Re: [PATCH] mm: Fix comment for NODEMASK_ALLOC

Michal Hocko <mhocko@xxxxxxxxxx> · Tue, 21 Aug 2018 14:17:34 +0200

On Mon 20-08-18 14:24:40, Andrew Morton wrote:
> On Mon, 20 Aug 2018 10:55:16 +0200 Oscar Salvador <osalvador@xxxxxxxxxxxxxxxxxx> wrote:
> 
> > From: Oscar Salvador <osalvador@xxxxxxx>
> > 
> > Currently, NODEMASK_ALLOC allocates a nodemask_t with kmalloc when
> > NODES_SHIFT is higher than 8, otherwise it declares it within the stack.
> > 
> > The comment says that the reasoning behind this, is that nodemask_t will be
> > 256 bytes when NODES_SHIFT is higher than 8, but this is not true.
> > For example, NODES_SHIFT = 9 will give us a 64 bytes nodemask_t.
> > Let us fix up the comment for that.
> > 
> > Another thing is that it might make sense to let values lower than 128bytes
> > be allocated in the stack.
> > Although this all depends on the depth of the stack
> > (and this changes from function to function), I think that 64 bytes
> > is something we can easily afford.
> > So we could even bump the limit by 1 (from > 8 to > 9).
> > 
> 
> I agree.  Such a change will reduce the amount of testing which the
> kmalloc version receives, but I assume there are enough people out
> there testing with large NODES_SHIFT values.
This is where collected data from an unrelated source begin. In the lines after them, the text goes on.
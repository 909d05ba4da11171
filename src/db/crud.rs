use sqlx::{Executor, Result, Sqlite};
use uuid::Uuid;

use super::PersonRecord;

/// 添加人员记录
pub async fn add_person<'c, E>(executor: E, id: Uuid, name: &str, last_name: &str) -> Result<()>
where
    E: Executor<'c, Database = Sqlite>,
{
    sqlx::query(
        r#"
        INSERT INTO person (id, name, last_name)
        VALUES (?, ?, ?)
        "#,
    )
    .bind(id)
    .bind(name)
    .bind(last_name)
    .execute(executor)
    .await?;

    Ok(())
}

/// 根据 ID 获取人员记录
pub async fn get_person<'c, E>(executor: E, id: Uuid) -> Result<Option<PersonRecord>>
where
    E: Executor<'c, Database = Sqlite>,
{
    sqlx::query_as::<_, PersonRecord>(
        r#"
        SELECT id, name, last_name, vector FROM person WHERE id = ?
        "#,
    )
    .bind(id)
    .fetch_optional(executor)
    .await
}

/// 按创建顺序获取所有人员记录
pub async fn get_persons<'c, E>(executor: E) -> Result<Vec<PersonRecord>>
where
    E: Executor<'c, Database = Sqlite>,
{
    sqlx::query_as::<_, PersonRecord>(
        r#"
        SELECT id, name, last_name, vector FROM person ORDER BY rowid
        "#,
    )
    .fetch_all(executor)
    .await
}

/// 按创建顺序获取所有人员 ID
pub async fn get_person_ids<'c, E>(executor: E) -> Result<Vec<Uuid>>
where
    E: Executor<'c, Database = Sqlite>,
{
    sqlx::query_scalar::<_, Uuid>(r#"SELECT id FROM person ORDER BY rowid"#)
        .fetch_all(executor)
        .await
}

/// 覆盖人员的向量，返回记录是否存在
pub async fn set_vector<'c, E>(executor: E, id: Uuid, vector: &[u8]) -> Result<bool>
where
    E: Executor<'c, Database = Sqlite>,
{
    let result = sqlx::query(
        r#"
        UPDATE person SET vector = ? WHERE id = ?
        "#,
    )
    .bind(vector)
    .bind(id)
    .execute(executor)
    .await?;

    Ok(result.rows_affected() > 0)
}

/// 获取人员的向量，外层 `None` 表示记录不存在，内层 `None` 表示向量未设置
pub async fn get_vector<'c, E>(executor: E, id: Uuid) -> Result<Option<Option<Vec<u8>>>>
where
    E: Executor<'c, Database = Sqlite>,
{
    sqlx::query_scalar::<_, Option<Vec<u8>>>(r#"SELECT vector FROM person WHERE id = ?"#)
        .bind(id)
        .fetch_optional(executor)
        .await
}

/// 删除人员记录，返回记录是否存在
pub async fn delete_person<'c, E>(executor: E, id: Uuid) -> Result<bool>
where
    E: Executor<'c, Database = Sqlite>,
{
    let result = sqlx::query(r#"DELETE FROM person WHERE id = ?"#)
        .bind(id)
        .execute(executor)
        .await?;

    Ok(result.rows_affected() > 0)
}
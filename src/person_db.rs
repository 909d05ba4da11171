use std::path::PathBuf;

use log::{debug, info};
use uuid::Uuid;

use crate::config::ConfDir;
use crate::db::{self, Database, DbError, Person, crud, encode_vector};

pub struct PersonDBBuilder {
    /// 数据库文件路径，`None` 时使用内存数据库
    path: Option<PathBuf>,
}

impl PersonDBBuilder {
    pub fn new(conf_dir: ConfDir) -> Self {
        Self { path: Some(conf_dir.database()) }
    }

    /// 使用内存数据库，进程退出后数据丢失
    pub fn memory() -> Self {
        Self { path: None }
    }

    pub async fn open(self) -> Result<PersonDB, DbError> {
        let db = match self.path {
            Some(path) => {
                if let Some(parent) = path.parent() {
                    std::fs::create_dir_all(parent)?;
                }
                db::init_db(&path).await?
            }
            None => db::init_memory_db().await?,
        };
        Ok(PersonDB { db })
    }
}

/// 人员记录存储
///
/// 所有对数据库的访问都经过这里，由调用方显式构造后注入。
#[derive(Clone)]
pub struct PersonDB {
    db: Database,
}

impl PersonDB {
    /// 创建新的人员，向量为空
    pub async fn create(&self, name: &str, last_name: &str) -> Result<Person, DbError> {
        let id = Uuid::new_v4();
        crud::add_person(&self.db, id, name, last_name).await?;
        info!("创建人员: {id}");
        Ok(Person { id, name: name.to_owned(), last_name: last_name.to_owned(), vector: None })
    }

    pub async fn get(&self, id: Uuid) -> Result<Option<Person>, DbError> {
        crud::get_person(&self.db, id).await?.map(Person::try_from).transpose()
    }

    /// 删除人员及其向量，返回记录是否存在
    pub async fn delete(&self, id: Uuid) -> Result<bool, DbError> {
        let deleted = crud::delete_person(&self.db, id).await?;
        if deleted {
            info!("删除人员: {id}");
        }
        Ok(deleted)
    }

    /// 所有人员 ID，按创建顺序
    pub async fn list(&self) -> Result<Vec<Uuid>, DbError> {
        Ok(crud::get_person_ids(&self.db).await?)
    }

    /// 所有人员，按创建顺序
    pub async fn persons(&self) -> Result<Vec<Person>, DbError> {
        crud::get_persons(&self.db).await?.into_iter().map(Person::try_from).collect()
    }

    /// 用新向量完整覆盖旧向量，并返回更新后的记录
    pub async fn set_vector(&self, id: Uuid, vector: &[f64]) -> Result<Person, DbError> {
        let mut tx = self.db.begin().await?;
        if !crud::set_vector(&mut *tx, id, encode_vector(vector)).await? {
            return Err(DbError::NotFound(id));
        }
        let record = crud::get_person(&mut *tx, id).await?.ok_or(DbError::NotFound(id))?;
        tx.commit().await?;

        debug!("人员 {id} 的向量长度: {}", vector.len());
        Person::try_from(record)
    }

    /// 获取人员的向量，记录不存在时返回 [`DbError::NotFound`]
    pub async fn get_vector(&self, id: Uuid) -> Result<Option<Vec<f64>>, DbError> {
        match crud::get_vector(&self.db, id).await? {
            None => Err(DbError::NotFound(id)),
            Some(None) => Ok(None),
            Some(Some(bytes)) => Ok(Some(db::decode_vector(id, &bytes)?)),
        }
    }
}
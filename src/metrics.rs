use std::sync::LazyLock;

use prometheus::*;

static METRIC_VECTORIZE_COUNT: LazyLock<IntCounterVec> = LazyLock::new(|| {
    register_int_counter_vec!(
        "personvec_vectorize_count",
        "count of uploaded images by vectorize outcome",
        &["outcome"]
    )
    .unwrap()
});

static METRIC_VECTORIZE_DURATION: LazyLock<HistogramVec> = LazyLock::new(|| {
    register_histogram_vec!(
        "personvec_vectorize_duration",
        "duration of decoding and vectorizing an image in seconds",
        &["size"]
    )
    .unwrap()
});

static METRIC_COMPARE_COUNT: LazyLock<IntCounterVec> = LazyLock::new(|| {
    register_int_counter_vec!(
        "personvec_compare_count",
        "count of vector comparisons by outcome",
        &["outcome"]
    )
    .unwrap()
});

/// 向量化结果计数，`outcome` 为 ok / empty / decode_error / timeout
pub fn inc_vectorize_count(outcome: &str) {
    METRIC_VECTORIZE_COUNT.with_label_values(&[outcome]).inc();
}

/// 记录向量化耗时，按向量长度换算出的像素数量分组
pub fn observe_vectorize_duration(vector_len: usize, duration: f32) {
    let size = to_fixed_size(vector_len * crate::vectorizer::PIXELS_PER_ELEMENT);

    METRIC_VECTORIZE_DURATION.with_label_values(&[size]).observe(duration as f64);
}

pub fn inc_compare_count(outcome: &str) {
    METRIC_COMPARE_COUNT.with_label_values(&[outcome]).inc();
}

/// 以文本格式导出所有指标
pub fn gather_text() -> Result<String> {
    TextEncoder::new().encode_to_string(&gather())
}

/// 将图像面积范围调整到几个固定值
fn to_fixed_size(area: usize) -> &'static str {
    if area <= 128 * 128 {
        "128"
    } else if area <= 256 * 256 {
        "256"
    } else if area <= 512 * 512 {
        "512"
    } else if area <= 768 * 768 {
        "768"
    } else if area <= 1024 * 1024 {
        "1024"
    } else if area <= 1536 * 1536 {
        "1536"
    } else if area <= 2048 * 2048 {
        "2048"
    } else {
        "2048+"
    }
}

#[cfg(test)]
mod tests {
    use super::*;

    #[test]
    fn fixed_size_buckets() {
        assert_eq!(to_fixed_size(0), "128");
        assert_eq!(to_fixed_size(128 * 128 + 1), "256");
        assert_eq!(to_fixed_size(4096 * 4096), "2048+");
    }

    #[test]
    fn counters_show_up_in_text() {
        inc_vectorize_count("ok");
        inc_compare_count("ok");
        observe_vectorize_duration(1, 0.01);
        let text = gather_text().unwrap();
        assert!(text.contains("personvec_vectorize_count"));
        assert!(text.contains("personvec_compare_count"));
        assert!(text.contains("personvec_vectorize_duration"));
    }
}
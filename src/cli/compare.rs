use std::path::PathBuf;

use anyhow::Result;
use clap::Parser;
use tokio::task::block_in_place;

use crate::cli::{SubCommandExtend, derive_file};
use crate::compare;
use crate::config::Opts;

#[derive(Parser, Debug, Clone)]
pub struct CompareCommand {
    /// 第一张图片路径
    pub image1: PathBuf,
    /// 第二张图片路径
    pub image2: PathBuf,
}

impl SubCommandExtend for CompareCommand {
    async fn run(&self, _opts: &Opts) -> Result<()> {
        let (a, b) = block_in_place(|| -> Result<_> {
            Ok((derive_file(&self.image1)?, derive_file(&self.image2)?))
        })?;
        let distance = compare::euclidean(&a, &b)?;
        println!("{:.6}", distance);
        Ok(())
    }
}
use serde::Serialize;
use sqlx::FromRow;
use utoipa::ToSchema;
use uuid::Uuid;

use super::DbError;

/// 姓名字段的最大长度（字符数）
pub const NAME_MAX_LEN: usize = 50;

/// 人员表中的一行
#[derive(Debug, FromRow)]
pub struct PersonRecord {
    /// 人员 ID
    pub id: Uuid,
    /// 名
    pub name: String,
    /// 姓
    pub last_name: String,
    /// f64 数组的原始字节，`None` 表示从未设置
    pub vector: Option<Vec<u8>>,
}

/// 人员
#[derive(Debug, Clone, PartialEq, Serialize, ToSchema)]
pub struct Person {
    /// 创建时分配，不可修改
    pub id: Uuid,
    pub name: String,
    pub last_name: String,
    /// 由上传图片计算出的特征向量
    pub vector: Option<Vec<f64>>,
}

impl TryFrom<PersonRecord> for Person {
    type Error = DbError;

    fn try_from(record: PersonRecord) -> Result<Self, Self::Error> {
        let vector = match record.vector {
            Some(bytes) => Some(decode_vector(record.id, &bytes)?),
            None => None,
        };
        Ok(Self { id: record.id, name: record.name, last_name: record.last_name, vector })
    }
}

pub fn encode_vector(vector: &[f64]) -> &[u8] {
    bytemuck::cast_slice(vector)
}

pub fn decode_vector(id: Uuid, bytes: &[u8]) -> Result<Vec<f64>, DbError> {
    if bytes.len() % size_of::<f64>() != 0 {
        return Err(DbError::CorruptVector { id, len: bytes.len() });
    }
    // 从数据库读出的 Vec<u8> 不保证 8 字节对齐，不能直接 cast
    Ok(bytemuck::pod_collect_to_vec(bytes))
}

#[cfg(test)]
mod tests {
    use super::*;

    #[test]
    fn vector_bytes_are_bit_exact() {
        let vector = vec![0.0, 1.0, 1.0 / 255.0, 0.123456789012345, f64::MIN_POSITIVE];
        let bytes = encode_vector(&vector).to_vec();
        assert_eq!(bytes.len(), vector.len() * 8);
        assert_eq!(decode_vector(Uuid::nil(), &bytes).unwrap(), vector);
    }

    #[test]
    fn unaligned_bytes_are_decoded() {
        let vector = vec![0.5, 0.25];
        let mut bytes = vec![0u8];
        bytes.extend_from_slice(encode_vector(&vector));
        assert_eq!(decode_vector(Uuid::nil(), &bytes[1..]).unwrap(), vector);
    }

    #[test]
    fn truncated_bytes_are_rejected() {
        let err = decode_vector(Uuid::nil(), &[0u8; 12]).unwrap_err();
        assert!(matches!(err, DbError::CorruptVector { len: 12, .. }));
    }

    #[test]
    fn missing_vector_stays_none() {
        let record = PersonRecord {
            id: Uuid::nil(),
            name: "Ada".into(),
            last_name: "Lovelace".into(),
            vector: None,
        };
        assert_eq!(Person::try_from(record).unwrap().vector, None);
    }
}
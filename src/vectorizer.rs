//! 图片向量化
//!
//! 将上传的图片转换为特征向量，步骤固定：
//!
//! 1. 解码图片，格式由内容自动识别
//! 2. 转换为 8 位灰度图
//! 3. 按行展开为一维序列
//! 4. 每个元素除以 255，归一化到 `[0, 1]`
//! 5. 只保留前 `len / 100` 个元素
//!
//! 不做任何缩放和裁剪，相同的输入总是得到相同的向量。

use std::io::Cursor;

use image::{DynamicImage, GrayImage, ImageError, ImageReader, Luma};
use log::debug;
use thiserror::Error;

/// 每多少个像素保留一个向量元素
pub const PIXELS_PER_ELEMENT: usize = 100;

#[derive(Debug, Error)]
pub enum VectorizeError {
    /// 图片格式无法识别或者数据损坏
    #[error("failed to decode image: {0}")]
    Decode(#[from] ImageError),
}

/// 从图片的原始字节计算特征向量
///
/// 像素数量少于 [`PIXELS_PER_ELEMENT`] 时返回空向量而不是错误，由调用方决定如何处理。
pub fn derive(bytes: &[u8]) -> Result<Vec<f64>, VectorizeError> {
    let img = ImageReader::new(Cursor::new(bytes))
        .with_guessed_format()
        .map_err(ImageError::IoError)?
        .decode()?;
    debug!("解码图片: {}x{} {:?}", img.width(), img.height(), img.color());
    Ok(vectorize(img))
}

/// 对已解码的图片计算特征向量
pub fn vectorize(img: DynamicImage) -> Vec<f64> {
    let gray = to_luma(img);
    let pixels = gray.as_raw();
    let keep = pixels.len() / PIXELS_PER_ELEMENT;
    pixels[..keep].iter().map(|&v| v as f64 / 255.0).collect()
}

/// 转换为灰度图，透明通道直接丢弃
///
/// 使用 ITU-R 601-2 亮度公式的定点实现：
/// `L = (R * 19595 + G * 38470 + B * 7471 + 0x8000) >> 16`
fn to_luma(img: DynamicImage) -> GrayImage {
    match img {
        DynamicImage::ImageLuma8(gray) => gray,
        other => {
            let rgb = other.to_rgb8();
            GrayImage::from_fn(rgb.width(), rgb.height(), |x, y| {
                let [r, g, b] = rgb.get_pixel(x, y).0;
                Luma([luma(r, g, b)])
            })
        }
    }
}

#[inline]
fn luma(r: u8, g: u8, b: u8) -> u8 {
    ((r as u32 * 19595 + g as u32 * 38470 + b as u32 * 7471 + 0x8000) >> 16) as u8
}

#[cfg(test)]
mod tests {
    use image::{ImageFormat, Rgb, RgbImage, Rgba, RgbaImage};

    use super::*;

    fn encode(img: impl Into<DynamicImage>) -> Vec<u8> {
        let mut buf = Cursor::new(Vec::new());
        img.into().write_to(&mut buf, ImageFormat::Png).unwrap();
        buf.into_inner()
    }

    #[test]
    fn white_10x10_gives_single_one() {
        let bytes = encode(GrayImage::from_pixel(10, 10, Luma([255])));
        assert_eq!(derive(&bytes).unwrap(), vec![1.0]);
    }

    #[test]
    fn small_image_gives_empty_vector() {
        let bytes = encode(GrayImage::from_pixel(5, 5, Luma([255])));
        assert!(derive(&bytes).unwrap().is_empty());
    }

    #[test]
    fn length_is_pixel_count_over_100() {
        for (w, h) in [(33, 7), (99, 1), (100, 1), (17, 23), (64, 48)] {
            let bytes = encode(GrayImage::from_pixel(w, h, Luma([128])));
            let vector = derive(&bytes).unwrap();
            assert_eq!(vector.len(), (w * h) as usize / 100, "{w}x{h}");
            assert!(vector.iter().all(|v| (0.0..=1.0).contains(v)));
        }
    }

    #[test]
    fn flattens_row_major() {
        // 20x10，第一行的前两个像素分别为 0 和 1
        let img = GrayImage::from_fn(20, 10, |x, y| Luma([(y * 20 + x) as u8]));
        let vector = derive(&encode(img)).unwrap();
        assert_eq!(vector, vec![0.0, 1.0 / 255.0]);
    }

    #[test]
    fn rgb_uses_601_luma() {
        assert_eq!(luma(255, 0, 0), 76);
        assert_eq!(luma(0, 255, 0), 150);
        assert_eq!(luma(0, 0, 255), 29);
        assert_eq!(luma(255, 255, 255), 255);

        let bytes = encode(RgbImage::from_pixel(10, 10, Rgb([255, 0, 0])));
        assert_eq!(derive(&bytes).unwrap(), vec![76.0 / 255.0]);
    }

    #[test]
    fn alpha_is_ignored() {
        let bytes = encode(RgbaImage::from_pixel(10, 10, Rgba([255, 255, 255, 0])));
        assert_eq!(derive(&bytes).unwrap(), vec![1.0]);
    }

    #[test]
    fn derive_is_deterministic() {
        let img = RgbImage::from_fn(40, 30, |x, y| Rgb([x as u8 * 3, y as u8 * 5, 77]));
        let bytes = encode(img);
        assert_eq!(derive(&bytes).unwrap(), derive(&bytes).unwrap());
    }

    #[test]
    fn garbage_is_decode_error() {
        let err = derive(b"definitely not an image").unwrap_err();
        assert!(matches!(err, VectorizeError::Decode(_)));
        assert!(matches!(derive(&[]), Err(VectorizeError::Decode(_))));
    }

    #[test]
    fn truncated_png_is_decode_error() {
        let bytes = encode(GrayImage::from_pixel(50, 50, Luma([10])));
        assert!(derive(&bytes[..bytes.len() / 2]).is_err());
    }
}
We do have CONFIG_NODES_SHIFT=10 in our SLES kernels for quite some
time (around SLE11-SP3 AFAICS).

Anyway, isn't NODES_ALLOC over engineered a bit? Does actually even do
larger than 1024 NUMA nodes? This would be 128B and from a quick glance
it seems that none of those functions are called in deep stacks. I
haven't gone through all of them but a patch which checks them all and
removes NODES_ALLOC would be quite nice IMHO.

-- 
Michal Hocko
SUSE Labs